== Segment start ==

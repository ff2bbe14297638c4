use crate::network::{Branch, Bus, Network};

fn line(from: usize, to: usize, capacity: f64) -> Branch {
    Branch::new(from, to, 0.01, 0.1, capacity)
}

fn zoned(zones: &[&str]) -> Vec<Bus> {
    zones
        .iter()
        .enumerate()
        .map(|(i, z)| Bus::new(i + 1, z))
        .collect()
}

/// Three buses in one zone, two parallel paths between 1 and 3.
pub fn triangle() -> Network {
    Network {
        base_mva: 100.0,
        bus: zoned(&["A", "A", "A"]),
        branch: vec![
            Branch::new(1, 2, 0.01, 0.1, 100.0),
            Branch::new(2, 3, 0.01, 0.1, 100.0),
            Branch::new(1, 3, 0.02, 0.2, 50.0),
        ],
    }
}

/// Zones A {1, 2} and B {3, 4}; buses 1 and 3 have degree 3.
pub fn two_zone() -> Network {
    let mut net = Network {
        base_mva: 100.0,
        bus: zoned(&["A", "A", "B", "B"]),
        branch: vec![
            line(1, 2, 1.0),
            line(1, 3, 1.0),
            line(1, 4, 0.8),
            line(3, 2, 0.6),
            line(3, 4, 1.0),
        ],
    };
    mark_ties(&mut net);
    net
}

/// Zones A {1, 2}, B {3, 4} and C {5, 6} in a meshed ring.
pub fn three_zone() -> Network {
    let mut net = Network {
        base_mva: 100.0,
        bus: zoned(&["A", "A", "B", "B", "C", "C"]),
        branch: vec![
            line(1, 2, 2.0),
            line(3, 4, 2.0),
            line(5, 6, 2.0),
            line(1, 3, 1.0),
            line(2, 4, 0.5),
            line(3, 5, 1.2),
            line(4, 6, 0.7),
            line(1, 5, 0.9),
        ],
    };
    mark_ties(&mut net);
    net
}

fn mark_ties(net: &mut Network) {
    for br in net.branch.iter_mut() {
        br.tie = net.bus[br.from - 1].zone != net.bus[br.to - 1].zone;
    }
}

== Segment end ==

▶ [What the task requires] Retype the records above exactly.

▶ [Answer to the problem]
repository ff2bbe14297638c4
use crate::network::{Branch, Bus, Network};

fn line(from: usize, to: usize, capacity: f64) -> Branch {
    Branch::new(from, to, 0.01, 0.1, capacity)
}

fn zoned(zones: &[&str]) -> Vec<Bus> {
    zones
        .iter()
        .enumerate()
        .map(|(i, z)| Bus::new(i + 1, z))
        .collect()
}

/// Three buses in one zone, two parallel paths between 1 and 3.
pub fn triangle() -> Network {
    Network {
        base_mva: 100.0,
        bus: zoned(&["A", "A", "A"]),
        branch: vec![
            Branch::new(1, 2, 0.01, 0.1, 100.0),
            Branch::new(2, 3, 0.01, 0.1, 100.0),
            Branch::new(1, 3, 0.02, 0.2, 50.0),
        ],
    }
}

/// Zones A {1, 2} and B {3, 4}; buses 1 and 3 have degree 3.
pub fn two_zone() -> Network {
    let mut net = Network {
        base_mva: 100.0,
        bus: zoned(&["A", "A", "B", "B"]),
        branch: vec![
            line(1, 2, 1.0),
            line(1, 3, 1.0),
            line(1, 4, 0.8),
            line(3, 2, 0.6),
            line(3, 4, 1.0),
        ],
    };
    mark_ties(&mut net);
    net
}

/// Zones A {1, 2}, B {3, 4} and C {5, 6} in a meshed ring.
pub fn three_zone() -> Network {
    let mut net = Network {
        base_mva: 100.0,
        bus: zoned(&["A", "A", "B", "B", "C", "C"]),
        branch: vec![
            line(1, 2, 2.0),
            line(3, 4, 2.0),
            line(5, 6, 2.0),
            line(1, 3, 1.0),
            line(2, 4, 0.5),
            line(3, 5, 1.2),
            line(4, 6, 0.7),
            line(1, 5, 0.9),
        ],
    };
    mark_ties(&mut net);
    net
}

fn mark_ties(net: &mut Network) {
    for br in net.branch.iter_mut() {
        br.tie = net.bus[br.from - 1].zone != net.bus[br.to - 1].zone;
    }
}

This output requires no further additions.